Where are the Black men when Hollyweird or the mainstream media wants a leading man or is creating a dramatic series or holds a panel discussion on a morning news show?  No, you cannot find Black men on TV or in the movies – unless they’re up to no good or exhibiting a proclivity for putting on women’s clothing and acting like girls, you know, like Martin Lawrence, Tyler Perry, Eddie Murphy, or any one of the Wayans brothers.   Or Hollyweird just wants to feel “comfortable” so they bring Bill Cosby in to make them laugh . . . or Ill Bill, himself, finds his own airtime to chastise poor Blacks.  But notice he doesn’t mouth off to Hollyweird about their racism.  (People may not know this, nor did I until I watched a couple of old online videos, but Bill used to come off as pretty radical guy and didn’t tolerate racism.  Sigh!  I guess he got older and tired?)

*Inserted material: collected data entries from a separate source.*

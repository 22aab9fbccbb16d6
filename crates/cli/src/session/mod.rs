// SPDX-License-Identifier: MIT
// Copyright (c) 2026 Alfred Jean LLC

//! Chat session layer.
//!
//! Keeps one persistent WebSocket connection to the conversational service
//! and turns its frames into an ordered message history.
//!
//! # Architecture
//!
//! ```text
//! ┌──────────────┐     ┌──────────────┐     ┌──────────────┐     ┌──────────┐
//! │SessionHandle │────►│  Controller  │────►│  Connection  │────►│Transport │
//! │   (clone)    │◄────│(store, ids)  │◄────│   Manager    │◄────│ (trait)  │
//! └──────────────┘     └──────────────┘     └──────────────┘     └──────────┘
//!                                                  │
//!                                                  ▼
//!                                           ┌──────────────┐
//!                                           │  Scheduler   │  (retry timers)
//!                                           └──────────────┘
//! ```
//!
//! # Features
//!
//! - Optimistic append of user messages
//! - Automatic reconnect with capped exponential backoff
//! - Broadcast and watch notifications for presentation layers
//! - Injectable connector and scheduler for testing

mod connection;
mod controller;
mod runner;
mod scheduler;
mod transport;

pub use connection::{ConnectionManager, ConnectionUpdate};
pub use controller::{SessionController, SessionError, SessionEvent, SessionResult};
pub use runner::{Session, SessionHandle};
pub use scheduler::{Delay, Scheduler, TokioScheduler};
pub use transport::{
    Connector, Transport, TransportError, TransportFuture, TransportResult, WebSocketConnector,
    WebSocketTransport,
};

#[cfg(test)]
pub(crate) mod test_helpers;
// SPDX-License-Identifier: MIT
// Copyright (c) 2026 Alfred Jean LLC

//! Version flag tests.

#![allow(clippy::panic)]
#![allow(clippy::unwrap_used)]
#![allow(clippy::expect_used)]

use super::common::*;

#[test]
fn version_flag_outputs_version() {
    banter()
        .arg("--version")
        .assert()
        .success()
        .stdout(predicate::str::contains("banter"))
        .stdout(predicate::str::is_match(r"[0-9]+\.[0-9]+\.[0-9]+").unwrap());
}
// SPDX-License-Identifier: MIT
// Copyright (c) 2026 Alfred Jean LLC

//! Session task and its handle.
//!
//! A [`Session`] runs on a single tokio task that owns the
//! [`SessionController`]. Commands from any number of [`SessionHandle`]s and
//! connection updates are processed one at a time, so handlers never
//! interleave. When the last handle is dropped the task disconnects and
//! exits.

use tokio::sync::{broadcast, mpsc, oneshot, watch};
use tracing::info;

use banter_core::{ConnectionState, ConnectionStatus, MessageId, MessageSnapshot, MessageStore};

use super::controller::{SessionController, SessionError, SessionEvent, SessionResult};
use super::scheduler::Scheduler;
use super::transport::{Connector, WebSocketConnector};
use crate::config::SessionConfig;

/// Capacity of the command channel.
const COMMAND_CAPACITY: usize = 32;

/// Commands forwarded from handles to the session task.
enum SessionCommand {
    Send { text: String, reply: oneshot::Sender<SessionResult<MessageId>> },
    Clear { reply: oneshot::Sender<()> },
    Reconnect { reply: oneshot::Sender<()> },
    Disconnect { reply: oneshot::Sender<()> },
}

/// Entry point for starting sessions.
pub struct Session;

impl Session {
    /// Start a WebSocket session for `config`.
    ///
    /// Must be called from within a tokio runtime.
    pub fn spawn(config: &SessionConfig) -> crate::Result<SessionHandle> {
        let controller = SessionController::new(config, WebSocketConnector)?;
        Ok(Self::spawn_with(controller))
    }

    /// Start a session around an existing controller.
    pub fn spawn_with<C, S>(controller: SessionController<C, S>) -> SessionHandle
    where
        C: Connector + 'static,
        S: Scheduler + 'static,
    {
        let (commands, receiver) = mpsc::channel(COMMAND_CAPACITY);
        let handle = SessionHandle {
            commands,
            status: controller.watch_status(),
            messages: controller.watch_messages(),
            events: controller.subscribe(),
        };
        tokio::spawn(run(controller, receiver));
        handle
    }
}

async fn run<C, S>(mut controller: SessionController<C, S>, mut commands: mpsc::Receiver<SessionCommand>)
where
    C: Connector,
    S: Scheduler,
{
    info!(endpoint = controller.endpoint(), user_id = controller.user_id(), "session started");
    controller.connect();

    loop {
        tokio::select! {
            command = commands.recv() => match command {
                Some(command) => handle_command(&mut controller, command).await,
                None => break,
            },
            () = controller.process_next() => {}
        }
    }

    controller.disconnect().await;
    info!("session stopped");
}

async fn handle_command<C: Connector, S: Scheduler>(
    controller: &mut SessionController<C, S>,
    command: SessionCommand,
) {
    // A dropped reply receiver only means the caller stopped waiting
    match command {
        SessionCommand::Send { text, reply } => {
            let result = controller.send_message(&text).await;
            let _ = reply.send(result);
        }
        SessionCommand::Clear { reply } => {
            controller.clear_messages();
            let _ = reply.send(());
        }
        SessionCommand::Reconnect { reply } => {
            controller.reconnect().await;
            let _ = reply.send(());
        }
        SessionCommand::Disconnect { reply } => {
            controller.disconnect().await;
            let _ = reply.send(());
        }
    }
}

/// Cloneable handle to a running session.
///
/// Only the session task holds senders, so every channel a handle reads
/// from closes once the task stops.
pub struct SessionHandle {
    commands: mpsc::Sender<SessionCommand>,
    status: watch::Receiver<ConnectionStatus>,
    messages: watch::Receiver<MessageStore>,
    /// Never read; kept only to open new subscriptions.
    events: broadcast::Receiver<SessionEvent>,
}

impl Clone for SessionHandle {
    fn clone(&self) -> Self {
        SessionHandle {
            commands: self.commands.clone(),
            status: self.status.clone(),
            messages: self.messages.clone(),
            events: self.events.resubscribe(),
        }
    }
}

impl SessionHandle {
    /// Send a user message. See [`SessionController::send_message`].
    pub async fn send_message(&self, text: impl Into<String>) -> SessionResult<MessageId> {
        let (reply, response) = oneshot::channel();
        self.submit(SessionCommand::Send { text: text.into(), reply }).await?;
        response.await.map_err(|_| SessionError::SessionClosed)?
    }

    pub async fn clear_messages(&self) -> SessionResult<()> {
        self.request(|reply| SessionCommand::Clear { reply }).await
    }

    pub async fn reconnect(&self) -> SessionResult<()> {
        self.request(|reply| SessionCommand::Reconnect { reply }).await
    }

    pub async fn disconnect(&self) -> SessionResult<()> {
        self.request(|reply| SessionCommand::Disconnect { reply }).await
    }

    /// Latest message snapshot.
    pub fn messages(&self) -> MessageSnapshot {
        self.messages.borrow().snapshot()
    }

    /// Latest connection status.
    pub fn status(&self) -> ConnectionStatus {
        *self.status.borrow()
    }

    pub fn state(&self) -> ConnectionState {
        self.status().state
    }

    /// Subscribe to every change notification from now on.
    pub fn subscribe(&self) -> broadcast::Receiver<SessionEvent> {
        self.events.resubscribe()
    }

    /// Wait until the connection reaches `state`.
    ///
    /// Observes the latest status only; a state that is entered and left
    /// between two polls can be missed. Use [`subscribe`](Self::subscribe) to
    /// see every transition.
    pub async fn wait_for_state(&self, state: ConnectionState) -> SessionResult<ConnectionStatus> {
        let mut status = self.status.clone();
        let reached = status.wait_for(|s| s.state == state).await;
        reached.map(|s| *s).map_err(|_| SessionError::SessionClosed)
    }

    async fn request(
        &self,
        command: impl FnOnce(oneshot::Sender<()>) -> SessionCommand,
    ) -> SessionResult<()> {
        let (reply, response) = oneshot::channel();
        self.submit(command(reply)).await?;
        response.await.map_err(|_| SessionError::SessionClosed)
    }

    async fn submit(&self, command: SessionCommand) -> SessionResult<()> {
        self.commands.send(command).await.map_err(|_| SessionError::SessionClosed)
    }
}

So when the mainstream media wants to feature Black men, their purpose is to label, posterize and/or glamorize any pathological behavior they can.  For example, Michael Jackson (freak), Bobby Brown (bad boy), Barry Bonds (steroid user), Chad “Ocho Cinco” Johnson (domestic abuser), Chris Brown (domestic abuser), and Vince Young (unstable) are all media favorites.  In years past it was Muhammad Ali (unpatriotic; Muslim fanatic), Mike Tyson (rapist), and on and on and on the list goes.

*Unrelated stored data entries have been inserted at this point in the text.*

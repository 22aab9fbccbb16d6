// SPDX-License-Identifier: MIT
// Copyright (c) 2026 Alfred Jean LLC

//! WebSocket frames exchanged with the conversational service.
//!
//! The protocol is simple:
//! - Client sends `{"message": text}` for every user turn
//! - Server sends one JSON object per reply or system notice
//!
//! Inbound frames are decoded field by field rather than through a derived
//! `Deserialize`, so that `null` counts as absent, unknown keys are ignored,
//! and a documented key holding the wrong JSON type rejects the whole frame.

use chrono::{DateTime, NaiveDateTime, Utc};
use serde::{Deserialize, Serialize};
use serde_json::{Map, Value};

use crate::error::{Error, Result};
use crate::message::{Message, MessageId, MessageMetadata, Origin};

/// A decoded frame received from the server.
#[derive(Debug, Clone, PartialEq, Eq)]
pub struct InboundFrame {
    pub origin: Origin,
    pub text: String,
    /// Peer-supplied timestamp, if any.
    pub timestamp: Option<DateTime<Utc>>,
    pub metadata: MessageMetadata,
}

impl InboundFrame {
    /// Decodes a frame from raw JSON text.
    pub fn from_json(raw: &str) -> Result<Self> {
        match serde_json::from_str::<Value>(raw)? {
            Value::Object(fields) => Self::from_fields(&fields),
            other => Err(Error::NotAnObject(json_kind(&other))),
        }
    }

    fn from_fields(fields: &Map<String, Value>) -> Result<Self> {
        let origin = optional_str(fields, "type")?.map_or(Origin::Assistant, Origin::from_wire);
        let text = optional_str(fields, "message")?.unwrap_or_default().to_string();
        let timestamp = optional_str(fields, "timestamp")?.map(parse_timestamp).transpose()?;
        let metadata = MessageMetadata {
            intent: optional_str(fields, "intent")?.map(str::to_string),
            workflow_active: optional_bool(fields, "workflow_active")?,
            completed: optional_bool(fields, "completed")?,
            context_switched: optional_bool(fields, "context_switched")?,
        };
        Ok(InboundFrame { origin, text, timestamp, metadata })
    }

    /// Converts the frame into a stored message.
    ///
    /// `received_at` is used when the peer sent no timestamp.
    pub fn into_message(self, id: MessageId, received_at: DateTime<Utc>) -> Message {
        let timestamp = self.timestamp.unwrap_or(received_at);
        Message::inbound(id, self.origin, self.text, timestamp, self.metadata)
    }
}

/// A frame sent to the server.
#[derive(Debug, Clone, PartialEq, Eq, Serialize, Deserialize)]
pub struct OutboundFrame {
    pub message: String,
}

impl OutboundFrame {
    pub fn new(message: impl Into<String>) -> Self {
        OutboundFrame { message: message.into() }
    }

    /// Serializes the frame to JSON.
    pub fn to_json(&self) -> std::result::Result<String, serde_json::Error> {
        serde_json::to_string(self)
    }

    /// Deserializes the frame from JSON.
    pub fn from_json(s: &str) -> std::result::Result<Self, serde_json::Error> {
        serde_json::from_str(s)
    }
}

/// Parses an ISO-8601 timestamp.
///
/// Accepts RFC 3339 with an offset, or a naive `YYYY-MM-DDTHH:MM:SS[.f]`
/// which is read as UTC.
pub fn parse_timestamp(raw: &str) -> Result<DateTime<Utc>> {
    if let Ok(ts) = DateTime::parse_from_rfc3339(raw) {
        return Ok(ts.with_timezone(&Utc));
    }
    raw.parse::<NaiveDateTime>()
        .map(|naive| naive.and_utc())
        .map_err(|_| Error::InvalidTimestamp(raw.to_string()))
}

fn optional_str<'a>(fields: &'a Map<String, Value>, field: &'static str) -> Result<Option<&'a str>> {
    match fields.get(field) {
        None | Some(Value::Null) => Ok(None),
        Some(Value::String(s)) => Ok(Some(s)),
        Some(_) => Err(Error::InvalidField { field, expected: "string" }),
    }
}

fn optional_bool(fields: &Map<String, Value>, field: &'static str) -> Result<Option<bool>> {
    match fields.get(field) {
        None | Some(Value::Null) => Ok(None),
        Some(Value::Bool(b)) => Ok(Some(*b)),
        Some(_) => Err(Error::InvalidField { field, expected: "boolean" }),
    }
}

fn json_kind(value: &Value) -> &'static str {
    match value {
        Value::Null => "null",
        Value::Bool(_) => "boolean",
        Value::Number(_) => "number",
        Value::String(_) => "string",
        Value::Array(_) => "array",
        Value::Object(_) => "object",
    }
}

#[cfg(test)]
#[path = "protocol_tests.rs"]
mod tests;
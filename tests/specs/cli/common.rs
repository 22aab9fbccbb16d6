// SPDX-License-Identifier: MIT
// Copyright (c) 2026 Alfred Jean LLC

// Allow unused items: test helpers are shared across multiple test files,
// and not every test file uses every helper.
#![allow(dead_code)]
#![allow(unused_imports)]
#![allow(clippy::panic)]
#![allow(clippy::unwrap_used)]
#![allow(clippy::expect_used)]

use std::path::PathBuf;

use assert_cmd::Command;

pub use predicates::prelude::*;
pub use tempfile::TempDir;

/// An endpoint nothing listens on.
pub const UNREACHABLE_URL: &str = "ws://127.0.0.1:9/ws";

pub fn banter() -> Command {
    #[allow(deprecated)]
    Command::cargo_bin("banter").unwrap()
}

/// `banter` with its config directory pointed at `temp`, so a user's own
/// config.toml never leaks into a test.
pub fn banter_in(temp: &TempDir) -> Command {
    let mut cmd = banter();
    cmd.env("XDG_CONFIG_HOME", temp.path())
        .env("HOME", temp.path())
        .env_remove("RUST_LOG");
    cmd
}

/// Write `content` to `config.toml` inside `temp`.
pub fn write_config(temp: &TempDir, content: &str) -> PathBuf {
    let path = temp.path().join("config.toml");
    std::fs::write(&path, content).unwrap();
    path
}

If you want to see Black men vilified on a daily basis, just watch or listen to the mainstream sports media, especially ESPN’s “First Take” with Skip Bayless, whose commentaries vacillate between overt and covert racism.  One of his favorite pastimes is “hating on” NBA superstars like LeBron James, whom he regularly calls The Frozen One, because LeBron didn’t perform well in one of his  NBA championship series, but did win one in recent times.  You see, this is how racism operates – stereotypes, labeling — when it comes to Black people; they become the standard by which “all things bad” shall be compared.  You see, stereotypes are dehumanizing and once they stick, society can do anything to a people and no one will care.  I mean, how can you rationalize that there are a million and a half Black men and women in the prison system and no one seems to care.


But what’s even more disturbing than Skip Bayless’ comments are the negative commentaries about Black athletes by loud mouths like Stephen A. Smith, the ultimate Skip Bayless fan and butt-kisser (because he wants to stay on Skip’s show).  It’s funny to see Bayless and Smith debate one another, but even funnier when you consider how ESPN uses Smith after not signing him to another contract, previously.  So now Smith has resorted to letting them exploit him — and for less money.


Ultimately, Black people are going to have to take control of their images by owning and creating their own outlets.  Black people are also going to have to raise their standards and stop acting out the mainstream’s stereotypical views on who we are and how we should act.